第1017話 コリン殿下のお茶会③シャーベット
「ご機嫌よう。楽にしてください」
人当たりは悪くないよね、バンプーさま。
「ユオブリアの小さき太陽にご挨拶申し上げます」
「バイエルン侯爵、やっとお会いできました。嬉しいです」
無邪気そうな声をあげた殿下に、兄さまは礼で応えた。
「ユオブリアの小さき太陽にご挨拶申し上げます」
「ユオブリアの小さき太陽にご挨拶申し上げます」
立て続けにアラ兄とロビ兄が挨拶を述べる。
「先輩たちと城で会うと変な感じがしますね」
「ユオブリアの小さき太陽にご挨拶申し上げます」
わたしの番となったのでカーテシー。
「姉ぎみはアガサとも親しいのですね」
姉じゃねーと言ってしまいたかったけれど、ここでわたしが熱くなるとエリンもヒートアップするのがわかるので我慢だ。
「初めまして、婚約者どの」
「初めまして、第三王子のバンプーさま。お断りしましたので、あたしは婚約者じゃありません」
近衛兵の一番前の人が手を置いた柄を、より強く握るのが見えた。
「それに関しては後日話させてくれ。今日はコリンのお披露目だから」
へー、わきまえているね。それに弟のことも妹のことも目をかけているようだ。
エリンが何かをいう前に、立ち去っていった。
おお、近衛兵先頭集団に睨まれたぞ。
お茶会にもいろいろな形がある。主催者の権限で何もかも違ってくる。
ほとんどのお茶会は主催者本人か、主催者の女主人が手掛けることになる。
王宮のお茶会はロサの婚約者候補の顔合わせのものにしか行ったことがない。場所も王宮じゃなかったし、あの日は……とんでもないことになったから、終わりの方も見ていない。
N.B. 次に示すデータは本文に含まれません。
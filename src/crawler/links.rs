//! Ranked link table of a crawl

/// One classified link of the seed page
#[derive(Debug, Clone, PartialEq, Eq)]
pub struct HrefRecord {
    pub href: String,
    pub url: String,
    pub external: bool,
    pub relative: bool,
    /// 1 when the href matched a rank keyword, else 0
    pub ranking: u8,
    /// Number of times the link was followed
    pub clicks: u32,
}

/// De-duplicated links in the order they are followed
///
/// Records are unique by URL. When a relative and an absolute href lead to
/// the same URL the absolute one is kept. Ranked records come first; within
/// a rank the records are ordered by URL.
#[derive(Debug, Clone, Default, PartialEq, Eq)]
pub struct HrefTable {
    records: Vec<HrefRecord>,
}

impl HrefTable {
    pub fn from_records(mut records: Vec<HrefRecord>) -> Self {
        records.sort_by(|a, b| {
            a.url
                .cmp(&b.url)
                .then_with(|| b.relative.cmp(&a.relative))
        });

        let mut deduped: Vec<HrefRecord> = Vec::with_capacity(records.len());
        for record in records {
            match deduped.last_mut() {
                Some(last) if last.url == record.url => *last = record,
                _ => deduped.push(record),
            }
        }

        // stable, so equal ranks stay in URL order
        deduped.sort_by(|a, b| b.ranking.cmp(&a.ranking));

        Self { records: deduped }
    }

    pub fn records(&self) -> &[HrefRecord] {
        &self.records
    }

    pub fn iter(&self) -> impl Iterator<Item = &HrefRecord> {
        self.records.iter()
    }

    pub fn len(&self) -> usize {
        self.records.len()
    }

    pub fn is_empty(&self) -> bool {
        self.records.is_empty()
    }

    pub fn get(&self, url: &str) -> Option<&HrefRecord> {
        self.records.iter().find(|record| record.url == url)
    }

    /// Counts one visit of the record with `url`
    pub fn record_click(&mut self, url: &str) {
        if let Some(record) = self.records.iter_mut().find(|record| record.url == url) {
            record.clicks += 1;
        }
    }
}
お披露目だからなのか、第三夫人が主催というわけでなく、王宮が取り仕切っているみたいだ。黒子に徹しているのは王宮の上級執事とメイドさんたちだ。
みんなが席についていくので、間も無く始まるのだろう。
わたしたちも席に案内された。
シュタイン家と兄さまでひとテーブルだ。その隣は生徒会男子メンバーとアダム。
もうひとつにアイボリーさま、マーヤさま、リノさまとアイリス嬢、あと知らないお嬢さまが3人。バンプー殿下よりずっと年上に見えるけれど、お友達かしら?
それからバンプー殿下の同級生だと思えるテーブルが2つ。
コリン殿下のお友達と思えるのが1テーブルだ。
なんとはなしに観察していると、テーブルを優雅に回っているメイドさんにお茶を聞かれて、ハーブティーを頼んでみた。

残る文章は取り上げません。